We must learn, and should have learned by now, that all this is a façade. It is an elaborate circumlocution for assimilation – a word no longer popular nowadays. It is a roundabout way for saying, “I desire to commit spiritual suicide but haven’t the courage to face up to it. I would like to forget that I am a Jew, but the cruel world won’t let me. In my heart of hearts I want to be reborn a ‘WASP’ – a white Anglo-Saxon Protestant – but my infantile wishes are constantly frustrated.”

It is a sad but true fact that those who ponder the definition of their Jewishness have usually lost it by that time. The Jew who practices Torah and mitzvot does not normally concern himself about the definition of his Jewishness. It is when an individual has assimilated in fact, but is unwilling to acknowledge it in words, that that person wraps up his assimilation in this existentialist rhetoric of “alienation.”

Our policy ought to be not to discuss “Who is a Jew?” on such terms. We should, rather, recognize assimilation for what it is, call it by its real name, and avoid unnecessary dialectic.

Those of us who are true to the Jewish tradition and loyal to our Torah need not participate in this new fad and fashion on inventing new definitions of Jewishness. Like Moses, we prefer to go straight to the truth. We will not call Judaism “alienation” or “dissent.” We will recognize such terms merely as excuse for assimilation, for the surrender of Torah and mitzvot, which alone constitute Judaism.
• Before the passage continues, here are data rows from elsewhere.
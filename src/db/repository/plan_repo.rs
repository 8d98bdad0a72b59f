//! Repository for plan rows and full-tree assembly
//!
//! A plan read fans out through the week, workout, exercise and set
//! repositories, one query per level per parent. That is O(depth) round
//! trips per branch, which is fine at a single coach's data scale.

use chrono::{DateTime, NaiveDateTime, TimeZone, Utc};
use rusqlite::{params, Connection, OptionalExtension};

use crate::db::models::{CreatePlanRequest, Plan};
use crate::db::repository::week_repo;
use crate::error::Result;

pub fn insert_plan(conn: &Connection, request: &CreatePlanRequest) -> Result<i64> {
    conn.execute(
        "INSERT INTO plans (name, client_name, duration_weeks, workouts_per_week)
         VALUES (?1, ?2, ?3, ?4)",
        params![
            request.name,
            request.client_name,
            request.duration_weeks,
            request.workouts_per_week,
        ],
    )?;
    Ok(conn.last_insert_rowid())
}

pub fn find_plan_by_id(conn: &Connection, id: i64) -> Result<Option<Plan>> {
    let row = conn
        .query_row(
            "SELECT id, name, client_name, duration_weeks, workouts_per_week, created_at
             FROM plans WHERE id = ?1",
            [id],
            map_plan_row,
        )
        .optional()?;

    match row {
        Some(mut plan) => {
            plan.weeks = week_repo::get_weeks_by_plan_id(conn, plan.id)?;
            Ok(Some(plan))
        }
        None => Ok(None),
    }
}

/// All plans, newest first, each with its full subtree attached.
pub fn get_all_plans(conn: &Connection) -> Result<Vec<Plan>> {
    let mut stmt = conn.prepare(
        "SELECT id, name, client_name, duration_weeks, workouts_per_week, created_at
         FROM plans ORDER BY created_at DESC",
    )?;

    let mut plans = stmt
        .query_map([], map_plan_row)?
        .collect::<rusqlite::Result<Vec<_>>>()?;

    for plan in &mut plans {
        plan.weeks = week_repo::get_weeks_by_plan_id(conn, plan.id)?;
    }

    Ok(plans)
}

/// Overwrites the mutable fields by id; created_at and the subtree are left
/// alone. Zero rows affected is not an error.
pub fn update_plan(conn: &Connection, plan: &Plan) -> Result<()> {
    conn.execute(
        "UPDATE plans SET name = ?1, client_name = ?2, duration_weeks = ?3,
         workouts_per_week = ?4 WHERE id = ?5",
        params![
            plan.name,
            plan.client_name,
            plan.duration_weeks,
            plan.workouts_per_week,
            plan.id,
        ],
    )?;
    Ok(())
}

/// Deletes the plan; weeks, workouts, exercises and sets all go with it via
/// cascade.
pub fn delete_plan(conn: &Connection, id: i64) -> Result<()> {
    conn.execute("DELETE FROM plans WHERE id = ?1", [id])?;
    Ok(())
}

fn map_plan_row(row: &rusqlite::Row) -> rusqlite::Result<Plan> {
    Ok(Plan {
        id: row.get(0)?,
        name: row.get(1)?,
        client_name: row.get(2)?,
        duration_weeks: row.get(3)?,
        workouts_per_week: row.get(4)?,
        created_at: parse_timestamp(&row.get::<_, String>(5)?),
        weeks: Vec::new(),
    })
}

/// SQLite's datetime('now') default writes "YYYY-MM-DD HH:MM:SS"; accept
/// RFC 3339 too for rows written by other tools.
fn parse_timestamp(raw: &str) -> DateTime<Utc> {
    NaiveDateTime::parse_from_str(raw, "%Y-%m-%d %H:%M:%S")
        .map(|naive| Utc.from_utc_datetime(&naive))
        .or_else(|_| raw.parse::<DateTime<Utc>>())
        .unwrap_or_else(|_| Utc::now())
}

#[cfg(test)]
mod tests {
    use super::*;
    use crate::db::repository::test_support::setup_test_conn;

    fn plan_request(name: &str) -> CreatePlanRequest {
        CreatePlanRequest {
            name: name.into(),
            client_name: "John Doe".into(),
            duration_weeks: 8,
            workouts_per_week: 4,
        }
    }

    #[test]
    fn test_round_trip() {
        let conn = setup_test_conn();
        let id = insert_plan(&conn, &plan_request("Mass Gain")).unwrap();
        assert_eq!(id, 1);

        let plan = find_plan_by_id(&conn, id).unwrap().unwrap();
        assert_eq!(plan.name, "Mass Gain");
        assert_eq!(plan.client_name, "John Doe");
        assert_eq!(plan.duration_weeks, 8);
        assert_eq!(plan.workouts_per_week, 4);
        assert!(plan.weeks.is_empty());
    }

    #[test]
    fn test_find_missing_returns_none() {
        let conn = setup_test_conn();
        assert!(find_plan_by_id(&conn, 7).unwrap().is_none());
    }

    #[test]
    fn test_get_all_plans() {
        let conn = setup_test_conn();
        insert_plan(&conn, &plan_request("Mass Gain")).unwrap();
        insert_plan(&conn, &plan_request("Cut")).unwrap();

        let plans = get_all_plans(&conn).unwrap();
        assert_eq!(plans.len(), 2);
    }

    #[test]
    fn test_double_update_is_idempotent() {
        let conn = setup_test_conn();
        let id = insert_plan(&conn, &plan_request("Mass Gain")).unwrap();

        let mut plan = find_plan_by_id(&conn, id).unwrap().unwrap();
        plan.duration_weeks = 12;
        update_plan(&conn, &plan).unwrap();
        update_plan(&conn, &plan).unwrap();

        let stored = find_plan_by_id(&conn, id).unwrap().unwrap();
        assert_eq!(stored.duration_weeks, 12);
        assert_eq!(stored.created_at, plan.created_at);
    }

    #[test]
    fn test_update_missing_is_silent_noop() {
        let conn = setup_test_conn();
        let ghost = Plan {
            id: 99,
            name: "Ghost".into(),
            client_name: "Nobody".into(),
            duration_weeks: 1,
            workouts_per_week: 1,
            created_at: Utc::now(),
            weeks: Vec::new(),
        };
        update_plan(&conn, &ghost).unwrap();
        assert!(find_plan_by_id(&conn, 99).unwrap().is_none());
    }

    #[test]
    fn test_parse_timestamp_formats() {
        let sqlite = parse_timestamp("2026-08-29 10:30:00");
        assert_eq!(sqlite.to_rfc3339(), "2026-08-29T10:30:00+00:00");

        let rfc = parse_timestamp("2026-08-29T10:30:00Z");
        assert_eq!(rfc, sqlite);
    }
}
It is for good reason that the Aggada (Bava Batra 74a) tells us of Rabba bar Bar Hannah putting his ear to the ground in a spot in the desert pointed out to him by an Arab as the burial place of Korah and his cohorts, and hearing them declare from the bowels of the earth, “Moses is true and his Torah is true.” Our Torah is truth, and our truth is Torah. We shall not become ensnared by the slogans, “images,” and posturing of the Cain’s and Korah’s and others of their ilk. Through our Torah of truth we shall become perceptive. With its wisdom, its insights, and its eternal blessings we shall learn to live our lives in a manner pleasing to God. We shall forever proclaim, through all time and all the world, “Moses is true and his Torah is true.”